Small water droplets of radius 0.01 mm are formed in the upper atmosphere and falling with a terminal velocity of 10 cm/s. Due to condensation, if 8 such droplets are coalesced and formed a larger drop, the new terminal velocity will be _____ cm/s.

We are given that small water droplets with radius $$r = 0.01$$ mm fall with terminal velocity $$v_t = 10$$ cm/s. When eight such droplets coalesce to form a larger drop, we need to find the new terminal velocity.
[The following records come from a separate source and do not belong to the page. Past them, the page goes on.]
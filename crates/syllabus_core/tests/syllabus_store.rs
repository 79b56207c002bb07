use rusqlite::Connection;
use syllabus_core::db::open_db_in_memory;
use syllabus_core::{
    ChapterPayload, DraftValidationError, EditorError, NodePath, PayloadError,
    SqliteSyllabusRepository, Subject, SubmissionPayload, SubtopicPayload, SyllabusEditor,
    SyllabusRepoError, SyllabusRepository, SyllabusService, SyllabusServiceError, TopicPayload,
};

fn setup() -> Connection {
    open_db_in_memory().unwrap()
}

fn algebra_payload(subject: &str) -> SubmissionPayload {
    SubmissionPayload {
        subject: subject.to_string(),
        chapters: vec![
            ChapterPayload {
                name: "Algebra".to_string(),
                topics: vec![
                    TopicPayload {
                        name: "Linear Equations".to_string(),
                        is_completed: false,
                        subtopics: vec![
                            SubtopicPayload {
                                name: "Graphing".to_string(),
                                is_completed: true,
                            },
                            SubtopicPayload {
                                name: "Slope".to_string(),
                                is_completed: false,
                            },
                        ],
                    },
                    TopicPayload {
                        name: "Quadratics".to_string(),
                        is_completed: true,
                        subtopics: Vec::new(),
                    },
                ],
            },
            ChapterPayload {
                name: "Geometry".to_string(),
                topics: Vec::new(),
            },
        ],
    }
}

#[test]
fn save_then_get_preserves_tree_and_order() {
    let conn = setup();
    let repo = SqliteSyllabusRepository::try_new(&conn).unwrap();
    let payload = algebra_payload("math-9");

    let saved = repo.save_syllabus(&payload).unwrap();
    assert_eq!(saved.payload, payload);

    let loaded = repo.get_syllabus("math-9").unwrap().unwrap();
    assert_eq!(loaded.syllabus_uuid, saved.syllabus_uuid);
    assert_eq!(loaded.payload, payload);
}

#[test]
fn get_missing_subject_returns_none() {
    let conn = setup();
    let repo = SqliteSyllabusRepository::try_new(&conn).unwrap();
    assert!(repo.get_syllabus("unknown").unwrap().is_none());
}

#[test]
fn resubmit_replaces_tree_and_keeps_identity() {
    let conn = setup();
    let repo = SqliteSyllabusRepository::try_new(&conn).unwrap();
    let first = repo.save_syllabus(&algebra_payload("math-9")).unwrap();

    let replacement = SubmissionPayload {
        subject: "math-9".to_string(),
        chapters: vec![ChapterPayload {
            name: "Statistics".to_string(),
            topics: Vec::new(),
        }],
    };
    let second = repo.save_syllabus(&replacement).unwrap();

    assert_eq!(second.syllabus_uuid, first.syllabus_uuid);
    assert_eq!(second.created_at, first.created_at);
    assert!(second.updated_at >= first.updated_at);
    assert_eq!(second.payload, replacement);

    let node_count: i64 = conn
        .query_row("SELECT COUNT(*) FROM syllabus_nodes;", [], |row| row.get(0))
        .unwrap();
    assert_eq!(node_count, 1);
}

#[test]
fn save_rejects_invalid_payload_without_writing() {
    let conn = setup();
    let repo = SqliteSyllabusRepository::try_new(&conn).unwrap();
    let mut payload = algebra_payload("math-9");
    payload.chapters[0].topics[0].subtopics[0].name = "   ".to_string();

    let err = repo.save_syllabus(&payload).unwrap_err();
    assert!(matches!(
        err,
        SyllabusRepoError::InvalidPayload(PayloadError::EmptyName(_))
    ));
    assert!(repo.list_syllabi().unwrap().is_empty());
}

#[test]
fn list_is_sorted_by_subject_with_chapter_counts() {
    let conn = setup();
    let repo = SqliteSyllabusRepository::try_new(&conn).unwrap();
    repo.save_syllabus(&algebra_payload("phys-9")).unwrap();
    repo.save_syllabus(&algebra_payload("math-9")).unwrap();

    let items = repo.list_syllabi().unwrap();
    let subjects: Vec<_> = items.iter().map(|item| item.subject.as_str()).collect();
    assert_eq!(subjects, vec!["math-9", "phys-9"]);
    assert!(items.iter().all(|item| item.chapter_count == 2));
}

#[test]
fn delete_removes_syllabus_and_second_delete_is_not_found() {
    let conn = setup();
    let repo = SqliteSyllabusRepository::try_new(&conn).unwrap();
    repo.save_syllabus(&algebra_payload("math-9")).unwrap();

    repo.delete_syllabus("math-9").unwrap();
    assert!(repo.get_syllabus("math-9").unwrap().is_none());
    let node_count: i64 = conn
        .query_row("SELECT COUNT(*) FROM syllabus_nodes;", [], |row| row.get(0))
        .unwrap();
    assert_eq!(node_count, 0);

    let err = repo.delete_syllabus("math-9").unwrap_err();
    assert!(matches!(err, SyllabusRepoError::NotFound(subject) if subject == "math-9"));
}

#[test]
fn repository_rejects_unmigrated_connection() {
    let conn = Connection::open_in_memory().unwrap();
    let err = match SqliteSyllabusRepository::try_new(&conn) {
        Ok(_) => panic!("unmigrated connection must be rejected"),
        Err(err) => err,
    };
    assert!(matches!(
        err,
        SyllabusRepoError::UninitializedConnection {
            actual_version: 0,
            ..
        }
    ));
}

#[test]
fn service_submit_persists_and_resets_draft() {
    let conn = setup();
    let service = SyllabusService::new(SqliteSyllabusRepository::try_new(&conn).unwrap());
    let mut editor = SyllabusEditor::with_subjects(vec![Subject::new("math-9", "Mathematics 9")]);
    editor.select_subject("math-9");
    let chapter = editor.add_chapter("Algebra").unwrap();
    let topic = editor.add_topic(chapter, "Linear Equations").unwrap();
    let subtopic = editor.add_subtopic(chapter, topic, "Graphing").unwrap();
    editor
        .set_completion(&NodePath::subtopic(chapter, topic, subtopic), true)
        .unwrap();
    let expected = editor.build_submission_payload().unwrap();

    let record = service.submit(&mut editor).unwrap();

    assert_eq!(record.payload, expected);
    assert!(editor.draft().is_empty());
    assert_eq!(editor.subjects().len(), 1);
    assert_eq!(
        service.get_syllabus("math-9").unwrap().unwrap().payload,
        expected
    );
}

#[test]
fn service_submit_stores_the_payload_the_editor_built() {
    let conn = setup();
    let service = SyllabusService::new(SqliteSyllabusRepository::try_new(&conn).unwrap());
    let mut editor = SyllabusEditor::new();
    editor.select_subject(" math-9 ");
    editor.add_chapter("Linear   Algebra").unwrap();
    let expected = editor.build_submission_payload().unwrap();

    let record = service.submit(&mut editor).unwrap();

    assert_eq!(record.payload, expected);
    assert_eq!(record.payload.subject, "math-9");
    assert_eq!(record.payload.chapters[0].name, "Linear   Algebra");
}

#[test]
fn service_submit_with_blank_subject_is_a_validation_error() {
    let conn = setup();
    let service = SyllabusService::new(SqliteSyllabusRepository::try_new(&conn).unwrap());
    let mut editor = SyllabusEditor::new();
    editor.select_subject("   ");
    editor.add_chapter("Algebra").unwrap();

    let err = service.submit(&mut editor).unwrap_err();

    assert!(matches!(
        err,
        SyllabusServiceError::Editor(EditorError::Validation(
            DraftValidationError::MissingSubject
        ))
    ));
    assert_eq!(editor.node_count(), 1);
    assert!(service.list_syllabi().unwrap().is_empty());
}

#[test]
fn service_submit_rejects_incomplete_draft_without_writing() {
    let conn = setup();
    let service = SyllabusService::new(SqliteSyllabusRepository::try_new(&conn).unwrap());
    let mut editor = SyllabusEditor::new();
    editor.add_chapter("Algebra").unwrap();

    let err = service.submit(&mut editor).unwrap_err();

    assert!(matches!(err, SyllabusServiceError::Editor(_)));
    assert_eq!(editor.node_count(), 1);
    assert!(service.list_syllabi().unwrap().is_empty());
}

#[test]
fn open_for_edit_seeds_editor_from_store() {
    let conn = setup();
    let service = SyllabusService::new(SqliteSyllabusRepository::try_new(&conn).unwrap());
    let payload = algebra_payload("math-9");
    SqliteSyllabusRepository::try_new(&conn)
        .unwrap()
        .save_syllabus(&payload)
        .unwrap();

    let mut editor = service
        .open_for_edit(vec![Subject::new("math-9", "Mathematics 9")], "math-9")
        .unwrap();

    assert_eq!(editor.subject(), Some("math-9"));
    assert_eq!(editor.build_submission_payload().unwrap(), payload);

    let geometry = editor.chapters()[1].id;
    editor.add_topic(geometry, "Angles").unwrap();
    let record = service.submit(&mut editor).unwrap();
    assert_eq!(record.payload.chapters[1].topics[0].name, "Angles");
    assert_eq!(service.list_syllabi().unwrap().len(), 1);
}

#[test]
fn service_delete_missing_syllabus_is_not_found() {
    let conn = setup();
    let service = SyllabusService::new(SqliteSyllabusRepository::try_new(&conn).unwrap());

    let err = service.delete_syllabus("math-9").unwrap_err();
    assert!(matches!(
        err,
        SyllabusServiceError::SyllabusNotFound(subject) if subject == "math-9"
    ));
}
Recall that for a small sphere falling through a viscous medium, Stokes’ law gives the terminal velocity as $$v_t = \frac{2r^2(\rho - \sigma)g}{9\eta}$$, where $$r$$ is the radius, $$\rho$$ is the density of the sphere, $$\sigma$$ is the density of the medium, $$g$$ is the acceleration due to gravity, and $$\eta$$ is the viscosity of the medium. From this expression, it follows that $$v_t \propto r^2$$.

When eight small droplets merge, volume conservation implies $$\frac{4}{3}\pi R^3 = 8 \times \frac{4}{3}\pi r^3$$, which simplifies to $$R^3 = 8r^3$$ and hence $$R = 2r$$. This shows that the radius of the larger drop is twice that of each small droplet.

Since the terminal velocity varies as the square of the radius, the ratio of the new terminal velocity to the original one is $$\frac{v'}{v_t} = \frac{R^2}{r^2} = \frac{(2r)^2}{r^2} = 4$$. From this it follows that $$v' = 4 \times v_t = 4 \times 10 = 40\text{ cm/s}$$.

The answer is 40 cm/s.